TASK OBJECTIVE:
Go to the line below containing "inside the backend." and print exactly from there through the line containing "pub fn record_detections(category: &str, count: u64)", both included. Print nothing else.

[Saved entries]

+--

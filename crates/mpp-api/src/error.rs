//! API error types.

use axum::http::StatusCode;
use axum::response::{IntoResponse, Response};
use axum::Json;
use mpp_models::{ErrorBody, ErrorKind};
use mpp_vision::VisionError;
use thiserror::Error;
use tracing::error;

pub type ApiResult<T> = Result<T, ApiError>;

#[derive(Debug, Error)]
pub enum ApiError {
    #[error("Bad request: {0}")]
    BadRequest(String),

    #[error("Validation error: {0}")]
    Validation(String),

    #[error("Request body exceeds {0} bytes")]
    PayloadTooLarge(usize),

    #[error("Not found: {0}")]
    NotFound(String),

    #[error("Rate limited")]
    RateLimited,

    #[error("Internal error: {0}")]
    Internal(String),

    #[error(transparent)]
    Detection(#[from] VisionError),
}

impl ApiError {
    pub fn bad_request(msg: impl Into<String>) -> Self {
        Self::BadRequest(msg.into())
    }

    pub fn not_found(msg: impl Into<String>) -> Self {
        Self::NotFound(msg.into())
    }

    pub fn internal(msg: impl Into<String>) -> Self {
        Self::Internal(msg.into())
    }

    /// Wire classification of this error.
    pub fn kind(&self) -> ErrorKind {
        match self {
            ApiError::BadRequest(_) | ApiError::Validation(_) | ApiError::PayloadTooLarge(_) => {
                ErrorKind::InvalidInput
            }
            ApiError::NotFound(_) => ErrorKind::NotFound,
            ApiError::RateLimited => ErrorKind::RateLimited,
            ApiError::Internal(_) => ErrorKind::Internal,
            ApiError::Detection(e) => e.kind(),
        }
    }

    pub fn status_code(&self) -> StatusCode {
        match self {
            ApiError::PayloadTooLarge(_) => StatusCode::PAYLOAD_TOO_LARGE,
            _ => status_for(self.kind()),
        }
    }
}

/// HTTP status for an error kind.
pub fn status_for(kind: ErrorKind) -> StatusCode {
    match kind {
        ErrorKind::InvalidInput => StatusCode::BAD_REQUEST,
        ErrorKind::NotFound => StatusCode::NOT_FOUND,
        ErrorKind::RateLimited => StatusCode::TOO_MANY_REQUESTS,
        ErrorKind::InferenceTimeout => StatusCode::GATEWAY_TIMEOUT,
        ErrorKind::ModelUnavailable
        | ErrorKind::CategoryTableUnavailable
        | ErrorKind::InferenceError
        | ErrorKind::Internal => StatusCode::INTERNAL_SERVER_ERROR,
    }
}

impl IntoResponse for ApiError {
    fn into_response(self) -> Response {
        let status = self.status_code();
        let kind = self.kind();

        if status.is_server_error() {
            error!(kind = kind.as_str(), error = %self, "Request failed");
        }

        // Don't expose internal error details in production
        let message = if status == StatusCode::INTERNAL_SERVER_ERROR
            && std::env::var("ENVIRONMENT")
                .map(|v| v.eq_ignore_ascii_case("production"))
                .unwrap_or(false)
        {
            "An internal error occurred".to_string()
        } else {
            self.to_string()
        };

        (status, Json(ErrorBody::new(kind, message))).into_response()
    }
}
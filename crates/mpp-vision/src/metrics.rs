//! Detection metrics.
//!
//! Emitted through the `metrics` facade; the API server installs the
//! Prometheus recorder. Without a recorder these calls are no-ops.

use metrics::{counter, histogram};

/// Metric names as constants for consistency.
pub mod names {
    pub const DETECTION_REQUESTS_TOTAL: &str = "mpp_detection_requests_total";
    pub const INFERENCE_DURATION_SECONDS: &str = "mpp_inference_duration_seconds";
    pub const DETECTIONS_TOTAL: &str = "mpp_detections_total";
    pub const UNKNOWN_LABELS_TOTAL: &str = "mpp_unknown_labels_total";
}

/// Record the outcome of one pipeline run (`ok` or an error kind).
pub fn record_detection_request(outcome: &str) {
    let labels = [("outcome", outcome.to_string())];
    counter!(names::DETECTION_REQUESTS_TOTAL, &labels).increment(1);
}

/// Record time spent inside the backend.
pub fn record_inference_duration(backend: &'static str, duration_secs: f64) {
    let labels = [("backend", backend.to_string())];
    histogram!(names::INFERENCE_DURATION_SECONDS, &labels).record(duration_secs);
}

/// Record detections returned for a category.
pub fn record_detections(category: &str, count: u64) {
    let labels = [("category", category.to_string())];
    counter!(names::DETECTIONS_TOTAL, &labels).increment(count);
}

/// Record a raw label that had no category mapping.
pub fn record_unknown_label() {
    counter!(names::UNKNOWN_LABELS_TOTAL).increment(1);
}
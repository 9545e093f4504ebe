//! Scripted backend for tests that must not depend on a model file.

use std::collections::VecDeque;
use std::sync::atomic::{AtomicUsize, Ordering};
use std::sync::Mutex;
use std::time::{Duration, Instant};

use mpp_models::RawDetection;

use crate::backend::{CancelHandle, DetectionBackend};
use crate::error::{VisionError, VisionResult};
use crate::input::DecodedImage;

/// Backend that returns a fixed list of detections.
pub struct ScriptedBackend {
    detections: Vec<RawDetection>,
    delays: Mutex<VecDeque<Duration>>,
    failure: Option<String>,
    calls: AtomicUsize,
    version: String,
}

impl ScriptedBackend {
    pub fn new(detections: Vec<RawDetection>) -> Self {
        Self {
            detections,
            delays: Mutex::new(VecDeque::new()),
            failure: None,
            calls: AtomicUsize::new(0),
            version: "scripted-1".to_string(),
        }
    }

    /// Sleep for the given durations on successive calls; later calls return immediately.
    /// A cancelled call stops sleeping and fails.
    pub fn with_delays(self, delays: impl IntoIterator<Item = Duration>) -> Self {
        Self {
            delays: Mutex::new(delays.into_iter().collect()),
            ..self
        }
    }

    /// Fail every call with an inference error.
    pub fn failing(self, message: impl Into<String>) -> Self {
        Self {
            failure: Some(message.into()),
            ..self
        }
    }

    pub fn with_version(self, version: impl Into<String>) -> Self {
        Self {
            version: version.into(),
            ..self
        }
    }

    /// Number of `infer` calls so far.
    pub fn calls(&self) -> usize {
        self.calls.load(Ordering::SeqCst)
    }
}

impl DetectionBackend for ScriptedBackend {
    fn infer(&self, _image: &DecodedImage, cancel: &CancelHandle) -> VisionResult<Vec<RawDetection>> {
        self.calls.fetch_add(1, Ordering::SeqCst);

        let delay = self
            .delays
            .lock()
            .map_err(|_| VisionError::inference("Delay queue poisoned"))?
            .pop_front();
        if let Some(delay) = delay {
            let deadline = Instant::now() + delay;
            while let Some(left) = deadline.checked_duration_since(Instant::now()) {
                if cancel.is_cancelled() {
                    return Err(VisionError::inference("Inference cancelled"));
                }
                std::thread::sleep(left.min(Duration::from_millis(5)));
            }
        }

        match &self.failure {
            Some(message) => Err(VisionError::inference(message.clone())),
            None => Ok(self.detections.clone()),
        }
    }

    fn version(&self) -> &str {
        &self.version
    }

    fn name(&self) -> &'static str {
        "scripted"
    }
}

/// Encode a solid-colour PNG.
pub fn png_bytes(width: u32, height: u32) -> Vec<u8> {
    use ::image::{DynamicImage, ImageOutputFormat, Rgb, RgbImage};

    let img = RgbImage::from_pixel(width, height, Rgb([120, 80, 40]));
    let mut buf = Vec::new();
    // Writing into memory cannot fail for a valid RGB buffer
    let _ = DynamicImage::ImageRgb8(img)
        .write_to(&mut std::io::Cursor::new(&mut buf), ImageOutputFormat::Png);
    buf
}
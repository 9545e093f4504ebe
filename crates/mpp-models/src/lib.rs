//! Shared data models for the Mantes Plus Propre detection API.
//!
//! This crate provides Serde-serializable types for:
//! - Bounding boxes (pixel coordinates, COCO convention)
//! - Raw and categorized detections
//! - Waste categories, severities and display languages
//! - Detection results and their request metadata
//! - Structured error bodies returned to the dashboard

pub mod bbox;
pub mod category;
pub mod detection;
pub mod error;
pub mod result;

// Re-export common types
pub use bbox::BoundingBox;
pub use category::{
    CategoryEntry, Language, LanguageParseError, Severity, SeverityParseError, UNKNOWN_CATEGORY,
};
pub use detection::{CategorizedDetection, RawDetection};
pub use error::{ErrorBody, ErrorKind};
pub use result::{CategoryCount, DetectionMetadata, DetectionResult, ImageInfo};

+--

WRITTEN REPLY:
/// Record time spent inside the backend.
pub fn record_inference_duration(backend: &'static str, duration_secs: f64) {
    let labels = [("backend", backend.to_string())];
    histogram!(names::INFERENCE_DURATION_SECONDS, &labels).record(duration_secs);
}

/// Record detections returned for a category.
pub fn record_detections(category: &str, count: u64) {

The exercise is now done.